Victor Reinhold Forssell (19 June 1846 - 16 August 1931) was a Swedish landscape, animal and genre painter.

== Biography ==
Forssell was born at Sala in Västmanland County, Sweden.
He was born out of wedlock to Beata Forssell, the daughter of a local miller. His father was generally believed to be a silver miner. He attended school in Sala from 1855 to 1861 and apparently had some art lessons during that time. In 1865, he was accepted as a student at the Royal Swedish Academy of Fine Arts. There, he studied with the landscape painters Edward Bergh and Per Daniel Holm.

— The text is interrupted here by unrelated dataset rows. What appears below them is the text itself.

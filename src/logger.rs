use chrono::Local;
use fern::Dispatch;
use log::LevelFilter;
use std::fs;

// Define where to store logs
const LOG_DIR: &str = "logs";
const LOG_FILE: &str = "rate_limiter.log";

/// Initializes the global logger.
///
/// This function should be called once at the very beginning of the
/// application's `main` function.
///
/// Log level is controlled by the `RUST_LOG` environment variable.
/// Example: `RUST_LOG=info cargo run`
///
/// If `RUST_LOG` is not set, it defaults to `info`.
/// Logs will be written to `logs/rate_limiter.log` and the console.
pub fn init() {
    if let Err(e) = fs::create_dir_all(LOG_DIR) {
        eprintln!("Failed to create log directory at '{}': {}", LOG_DIR, e);
    }

    let log_file_path = format!("{}/{}", LOG_DIR, LOG_FILE);

    // Get the log level from RUST_LOG, defaulting to "info" (RUST_LOG=debug or RUST_LOG=warn)
    let log_level = std::env::var("RUST_LOG").unwrap_or_else(|_| "info".to_string());

    let log_level_filter = log_level.parse::<LevelFilter>().unwrap_or(LevelFilter::Info);

    let base_config = Dispatch::new().level(log_level_filter).level_for("redis", LevelFilter::Warn).level_for("serde", LevelFilter::Warn);

    let console_config = Dispatch::new()
        .format(|out, message, record| {
            // Use fern's colored formatting
            let colors = fern::colors::ColoredLevelConfig::new()
                .error(fern::colors::Color::Red)
                .warn(fern::colors::Color::Yellow)
                .info(fern::colors::Color::Green)
                .debug(fern::colors::Color::Blue)
                .trace(fern::colors::Color::BrightBlack);

            out.finish(format_args!(
                "[{} {} {}] {}",
                Local::now().format("%Y-%m-%d %H:%M:%S"),
                colors.color(record.level()),
                record.target(),
                message
            ))
        })
        .chain(std::io::stderr());

    let file_config = Dispatch::new()
        .format(|out, message, record| {
            out.finish(format_args!("[{} {} {}] {}", Local::now().format("%Y-%m-%d %H:%M:%S"), record.level(), record.target(), message))
        })
        .chain(fern::log_file(&log_file_path).unwrap_or_else(|e| {
            eprintln!("Failed to open log file '{}': {}", log_file_path, e);
            fern::log_file("/dev/stderr").expect("Failed to open stderr as fallback")
        }));

    base_config
        .chain(console_config) // Log to console
        .chain(file_config) // Log to file
        .apply()
        .unwrap_or_else(|e| {
            eprintln!("Failed to apply logger configuration: {}", e);
        });

    log::info!("Logger initialized. Logging to console and '{}'.", log_file_path);
}
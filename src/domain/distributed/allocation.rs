use std::collections::HashMap;

use serde::{Deserialize, Serialize};

use crate::domain::util::id::ModelId;

/// One instance's share of a model's global capacity.
#[derive(Debug, Clone, Copy, Default, PartialEq, Eq, Serialize, Deserialize)]
#[serde(rename_all = "camelCase")]
pub struct PoolAllocation {
    pub total_slots: u64,
    pub tokens_per_minute: u64,
    pub requests_per_minute: u64,
    pub tokens_per_day: u64,
    pub requests_per_day: u64,
}

/// Remaining per-instance limits, published alongside the pools.
#[derive(Debug, Clone, Copy, Default, PartialEq, Eq, Serialize, Deserialize)]
#[serde(rename_all = "camelCase")]
pub struct DynamicLimits {
    pub tokens_per_minute: Option<u64>,
    pub tokens_per_day: Option<u64>,
    pub requests_per_minute: Option<u64>,
    pub requests_per_day: Option<u64>,
}

/// Everything one instance needs to know about its current share of the
/// cluster.
#[derive(Debug, Clone, Default, PartialEq, Serialize, Deserialize)]
#[serde(rename_all = "camelCase")]
pub struct AllocationInfo {
    pub instance_count: u32,
    pub pools: HashMap<ModelId, PoolAllocation>,
    #[serde(default, skip_serializing_if = "Option::is_none")]
    pub dynamic_limits: Option<HashMap<ModelId, DynamicLimits>>,
}

/// Registry entry of one live instance.
#[derive(Debug, Clone, Default, PartialEq, Serialize, Deserialize)]
#[serde(rename_all = "camelCase")]
pub struct InstanceRecord {
    pub last_heartbeat: i64,
    pub in_flight_by_model: HashMap<ModelId, u64>,
}

/// Job-type resource estimates as stored in the shared registry.
#[derive(Debug, Clone, Copy, Default, PartialEq, Serialize, Deserialize)]
#[serde(rename_all = "camelCase")]
pub struct JobTypeResourceRecord {
    pub estimated_used_tokens: Option<u64>,
    pub estimated_number_of_requests: Option<u64>,
    pub ratio: f64,
}

/// Summed usage of one model inside the current minute/day windows.
#[derive(Debug, Clone, Copy, Default, PartialEq, Eq)]
pub struct UsageTotals {
    pub tokens_minute: u64,
    pub tokens_day: u64,
    pub requests_minute: u64,
    pub requests_day: u64,
}

/// Payload published on the allocations channel after every registry
/// mutation.
#[derive(Debug, Clone, Serialize, Deserialize)]
#[serde(rename_all = "camelCase")]
pub struct AllocationUpdate {
    pub instance_id: crate::domain::util::id::InstanceId,
    pub allocation: AllocationInfo,
}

In 1877, unable to obtain a scholarship, he set off on a study trip at his own expense, beginning with Düsseldorf followed by Paris, London and Antwerp.

After returning home, he continued to travel, spending several summers on the island of Gotland with his friend and fellow landscape painter, Per Ekström. In 1887, he became a member of the Royal Academy. In the 1890s, he undertook a lengthy visit to Denmark, Norway and England. His mother, with whom he had been living, died in 1897. Seeking spiritual solace, he turned to the teachings of Helena Blavatsky and embraced the pantheistic worldview of Theosophy, which influenced his approach to his choice of subjects for painting.

In 1902, he was awarded a contract by the Royal Swedish Academy of Sciences to teach painting animals in a landscape (djurplacering i landskapen). The class was taught outdoors in several locations around Stockholm. By 1912, the money he had saved enabled him to buy a small estate, Stora Sickla gård, at Sicklaö parish in Nacka.

After the chaos of World War I had settled, he found himself virtually forgotten. Sometime in the early 1920s, he suffered a serious fall which left him unable to walk without crutches. He was eventually awarded a disability pension by the Academy and moved to Solsunda sanatorium at Skurusundet in Nacka municipality where he died in 1931, aged eighty-five.